SHANGHAI • China's debt-laden developers face a potentially devastating blow to their biggest source of financing, as the authorities consider putting an end to the practice of selling flats before they are finished.
Guangdong's provincial housing authority is considering scrapping such pre-sales, according to a document seen by Bloomberg News.
The system lets developers receive the entire sale proceeds upfront before construction has finished, which they then use to finance further land purchases and developments.
The move would place further strain on the sector, which is facing a record US$23 billion (S$31.4 billion) maturity wall in the first quarter of next year.
Shares of Chinese developers fell in Hong Kong trading yesterday.
Country Garden Holdings, which has relied on pre-sales to help fuel its growth, slumped as much as 8 per cent before closing 5.6 per cent lower. China Evergrande Group declined 4.9 per cent and closed 3.6 per cent lower. A gauge of 22 major Chinese developers, mostly traded in Hong Kong, slid 4 per cent, the biggest fall in almost six weeks.
The authorities want to move away from pre-sales to curb risk in China's real estate market, which by some estimates accounts for as much as 20 per cent of the country's gross domestic product.
The document noted that the current system fuels excessive property investment and has attracted incompetent developers into the industry. Ending it would help reduce the sector's high leverage and tackle related financial risks, it added.
In a worst-case scenario of a complete overhaul, "about a third of small developers will disappear", said property analyst Zhao Ke of China Merchants Securities.
The official Guangzhou Daily said on Sunday the changes under consideration are still at the opinion-gathering stage.
An investor presentation said it takes just 9.6 months on average for a builder to break even from land purchases. That's much faster than elsewhere in the world.
"The biggest pros of the pre-sales system is to add leverage and expedite turnover, which is necessary in encouraging supply during a housing shortage," said Professor Chen Jie, a property market specialist at Shanghai University of Finance and Economics. "Yet nowadays, it spurs excessive expansion by developers."
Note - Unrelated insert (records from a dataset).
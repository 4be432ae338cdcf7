//! Unbeatable - unified CLI.

#![warn(missing_docs)]

use anyhow::{Result, bail};
use clap::Parser;
use std::path::Path;
use tracing::info;
use unbeatable::{
    AppConfig,
    cli::{Cli, Command},
    logging, suggest, tui, verify,
};
use unbeatable_core::Side;

fn main() -> Result<()> {
    // Load .env file
    dotenvy::dotenv().ok();

    let cli = Cli::parse();

    match cli.command {
        Command::Play { config } => run_play(&config),
        Command::Suggest { board, side } => run_suggest(&board, side.map(Side::from)),
        Command::Verify => run_verify(),
    }
}

/// Run the terminal UI
fn run_play(config_path: &Path) -> Result<()> {
    let config = AppConfig::load(config_path)?;
    logging::init_file(config.log_file(), config.log_filter())?;

    info!(config = %config_path.display(), "Starting Unbeatable");
    tui::run(config)
}

/// Print the best move for a position
fn run_suggest(board: &str, side: Option<Side>) -> Result<()> {
    logging::init_stderr("warn");

    let suggestion = suggest::suggest(board, side)?;
    println!("{}", suggestion);
    Ok(())
}

/// Play every human line and fail if any of them beats the engine
fn run_verify() -> Result<()> {
    logging::init_stderr("info");

    let report = verify::verify();
    println!("{}", report);

    if !report.computer_never_lost() {
        bail!("The player won {} games", report.player_wins);
    }
    Ok(())
}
Cracking down on pre-sale rules would fit President Xi Jinping's exhortation last year that homes are not for speculation, said property analyst Yan Yuejin of China Real Estate Information in Shanghai.
It's not the first time the authorities have looked to curb pre-sales.
In June, Zhongshan city auctioned its first plot of land barring pre-sales. And neighbouring Jiangmen city has drafted rules to cancel pre-sale activities from next month.
"Buyers' money should no longer be used as ammunition for developers to buy pricey land and expand in full swing," said Prof Chen.